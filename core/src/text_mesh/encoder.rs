//! Internal text mesh encoding logic.
//!
//! Layout of the produced text:
//!
//! ```text
//! position=3 float
//! color0=4 uint8 normalised
//!
//! position 0 0 0 1 0 0 0 1 0
//! color0 FF0000FF 00FF00FF 0000FFFF
//! index=uint16
//! index 0 1 2
//! ```

use crate::mesh::{AttribDesc, AttribValues, INDICES_PER_TRIANGLE, MeshData, VertexDecl};

use super::lines::INDEX_TOKEN;
use super::numbers;
use super::options::EncodeOptions;

/// Internal encoding context that accumulates the output text.
pub(crate) struct EncodeContext<'a> {
    options: &'a EncodeOptions,
    out: String,
    /// Reused buffer holding the text of one vertex or triangle.
    group: String,
}

impl<'a> EncodeContext<'a> {
    pub fn new(options: &'a EncodeOptions) -> Self {
        Self {
            options,
            out: String::new(),
            group: String::new(),
        }
    }

    /// Write one declaration line per attribute followed by a blank line.
    pub fn write_decl(&mut self, decl: &VertexDecl) {
        for desc in decl.attributes() {
            let format = &desc.format;
            self.out.push_str(desc.attrib.name());
            self.out.push('=');
            self.out.push_str(&format.count.to_string());
            self.out.push(' ');
            self.out.push_str(format.ty.name());
            if format.normalized {
                self.out.push_str(" normalised");
            }
            if format.as_int {
                self.out.push_str(" asInt");
            }
            self.end_line();
        }
        self.end_line();
    }

    /// Write one data block per attribute, in declaration order.
    pub fn write_vertices(&mut self, mesh: &MeshData) {
        let stride = mesh.decl().stride();
        if stride == 0 {
            return;
        }

        for desc in mesh.decl().attributes() {
            let mut line = WrappedLine::new(desc.attrib.name());
            let size = desc.format.size();

            for record in mesh.vertex_data().chunks_exact(stride) {
                let bytes = &record[desc.offset..desc.offset + size];
                self.group.clear();
                format_group(&mut self.group, desc, &AttribValues::from_bytes(&desc.format, bytes));
                line.push(&mut self.out, &self.group, self.options);
            }

            line.finish(&mut self.out, self.options);
        }
    }

    /// Write the index declaration and the triangles, if there are any.
    pub fn write_indices(&mut self, indices: &[u16]) {
        if indices.is_empty() {
            return;
        }

        self.out.push_str(INDEX_TOKEN);
        self.out.push_str("=uint16");
        self.end_line();

        let mut line = WrappedLine::new(INDEX_TOKEN);
        for triangle in indices.chunks(INDICES_PER_TRIANGLE) {
            self.group.clear();
            for (i, index) in triangle.iter().enumerate() {
                if i > 0 {
                    self.group.push(' ');
                }
                self.group.push_str(&index.to_string());
            }
            line.push(&mut self.out, &self.group, self.options);
        }
        line.finish(&mut self.out, self.options);
    }

    pub fn finish(self) -> String {
        self.out
    }

    fn end_line(&mut self) {
        self.out.push_str(self.options.line_ending.as_str());
    }
}

/// A data line that is re-prefixed with its attribute name after wrapping.
///
/// Groups (one vertex or one triangle) are never split across lines, so a
/// reader that groups values per line sees whole groups only.
struct WrappedLine<'p> {
    prefix: &'p str,
    open: bool,
    value_chars: usize,
}

impl<'p> WrappedLine<'p> {
    fn new(prefix: &'p str) -> Self {
        Self {
            prefix,
            open: false,
            value_chars: 0,
        }
    }

    fn push(&mut self, out: &mut String, group: &str, options: &EncodeOptions) {
        if !self.open {
            out.push_str(self.prefix);
            self.open = true;
            self.value_chars = 0;
        }
        out.push(' ');
        out.push_str(group);
        self.value_chars += group.len();

        if self.value_chars > options.wrap_width {
            out.push_str(options.line_ending.as_str());
            self.open = false;
        }
    }

    fn finish(self, out: &mut String, options: &EncodeOptions) {
        if self.open {
            out.push_str(options.line_ending.as_str());
        }
    }
}

/// Format one vertex worth of an attribute.
///
/// `uint8` elements are concatenated into one token, other types are space
/// separated.
fn format_group(out: &mut String, desc: &AttribDesc, values: &AttribValues) {
    let digits = desc.format.ty.hex_digits().unwrap_or_default();
    match values {
        AttribValues::Uint8 { values, count } => {
            for &value in &values[..*count] {
                numbers::write_hex(out, value as u32, digits);
            }
        }
        AttribValues::Uint16 { values, count } => {
            for (i, &value) in values[..*count].iter().enumerate() {
                if i > 0 {
                    out.push(' ');
                }
                numbers::write_hex(out, value as u32, digits);
            }
        }
        AttribValues::Float { values, count } => {
            for (i, &value) in values[..*count].iter().enumerate() {
                if i > 0 {
                    out.push(' ');
                }
                numbers::write_float(out, value);
            }
        }
    }
}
::::::
● **Requirement**
Write the data out again, verbatim.

● **Answer for this exercise**
filename core/src/text_mesh/encoder.rs
//! Internal text mesh encoding logic.
//!
//! Layout of the produced text:
//!
//! ```text
//! position=3 float
//! color0=4 uint8 normalised
//!
//! position 0 0 0 1 0 0 0 1 0
//! color0 FF0000FF 00FF00FF 0000FFFF
//! index=uint16
//! index 0 1 2
//! ```

use crate::mesh::{AttribDesc, AttribValues, INDICES_PER_TRIANGLE, MeshData, VertexDecl};

use super::lines::INDEX_TOKEN;
use super::numbers;
use super::options::EncodeOptions;

/// Internal encoding context that accumulates the output text.
pub(crate) struct EncodeContext<'a> {
    options: &'a EncodeOptions,
    out: String,
    /// Reused buffer holding the text of one vertex or triangle.
    group: String,
}

impl<'a> EncodeContext<'a> {
    pub fn new(options: &'a EncodeOptions) -> Self {
        Self {
            options,
            out: String::new(),
            group: String::new(),
        }
    }

    /// Write one declaration line per attribute followed by a blank line.
    pub fn write_decl(&mut self, decl: &VertexDecl) {
        for desc in decl.attributes() {
            let format = &desc.format;
            self.out.push_str(desc.attrib.name());
            self.out.push('=');
            self.out.push_str(&format.count.to_string());
            self.out.push(' ');
            self.out.push_str(format.ty.name());
            if format.normalized {
                self.out.push_str(" normalised");
            }
            if format.as_int {
                self.out.push_str(" asInt");
            }
            self.end_line();
        }
        self.end_line();
    }

    /// Write one data block per attribute, in declaration order.
    pub fn write_vertices(&mut self, mesh: &MeshData) {
        let stride = mesh.decl().stride();
        if stride == 0 {
            return;
        }

        for desc in mesh.decl().attributes() {
            let mut line = WrappedLine::new(desc.attrib.name());
            let size = desc.format.size();

            for record in mesh.vertex_data().chunks_exact(stride) {
                let bytes = &record[desc.offset..desc.offset + size];
                self.group.clear();
                format_group(&mut self.group, desc, &AttribValues::from_bytes(&desc.format, bytes));
                line.push(&mut self.out, &self.group, self.options);
            }

            line.finish(&mut self.out, self.options);
        }
    }

    /// Write the index declaration and the triangles, if there are any.
    pub fn write_indices(&mut self, indices: &[u16]) {
        if indices.is_empty() {
            return;
        }

        self.out.push_str(INDEX_TOKEN);
        self.out.push_str("=uint16");
        self.end_line();

        let mut line = WrappedLine::new(INDEX_TOKEN);
        for triangle in indices.chunks(INDICES_PER_TRIANGLE) {
            self.group.clear();
            for (i, index) in triangle.iter().enumerate() {
                if i > 0 {
                    self.group.push(' ');
                }
                self.group.push_str(&index.to_string());
            }
            line.push(&mut self.out, &self.group, self.options);
        }
        line.finish(&mut self.out, self.options);
    }

    pub fn finish(self) -> String {
        self.out
    }

    fn end_line(&mut self) {
        self.out.push_str(self.options.line_ending.as_str());
    }
}

/// A data line that is re-prefixed with its attribute name after wrapping.
///
/// Groups (one vertex or one triangle) are never split across lines, so a
/// reader that groups values per line sees whole groups only.
struct WrappedLine<'p> {
    prefix: &'p str,
    open: bool,
    value_chars: usize,
}

impl<'p> WrappedLine<'p> {
    fn new(prefix: &'p str) -> Self {
        Self {
            prefix,
            open: false,
            value_chars: 0,
        }
    }

    fn push(&mut self, out: &mut String, group: &str, options: &EncodeOptions) {
        if !self.open {
            out.push_str(self.prefix);
            self.open = true;
            self.value_chars = 0;
        }
        out.push(' ');
        out.push_str(group);
        self.value_chars += group.len();

        if self.value_chars > options.wrap_width {
            out.push_str(options.line_ending.as_str());
            self.open = false;
        }
    }

    fn finish(self, out: &mut String, options: &EncodeOptions) {
        if self.open {
            out.push_str(options.line_ending.as_str());
        }
    }
}

/// Format one vertex worth of an attribute.
///
/// `uint8` elements are concatenated into one token, other types are space
/// separated.
fn format_group(out: &mut String, desc: &AttribDesc, values: &AttribValues) {
    let digits = desc.format.ty.hex_digits().unwrap_or_default();
    match values {
        AttribValues::Uint8 { values, count } => {
            for &value in &values[..*count] {
                numbers::write_hex(out, value as u32, digits);
            }
        }
        AttribValues::Uint16 { values, count } => {
            for (i, &value) in values[..*count].iter().enumerate() {
                if i > 0 {
                    out.push(' ');
                }
                numbers::write_hex(out, value as u32, digits);
            }
        }
        AttribValues::Float { values, count } => {
            for (i, &value) in values[..*count].iter().enumerate() {
                if i > 0 {
                    out.push(' ');
                }
                numbers::write_float(out, value);
            }
        }
    }
}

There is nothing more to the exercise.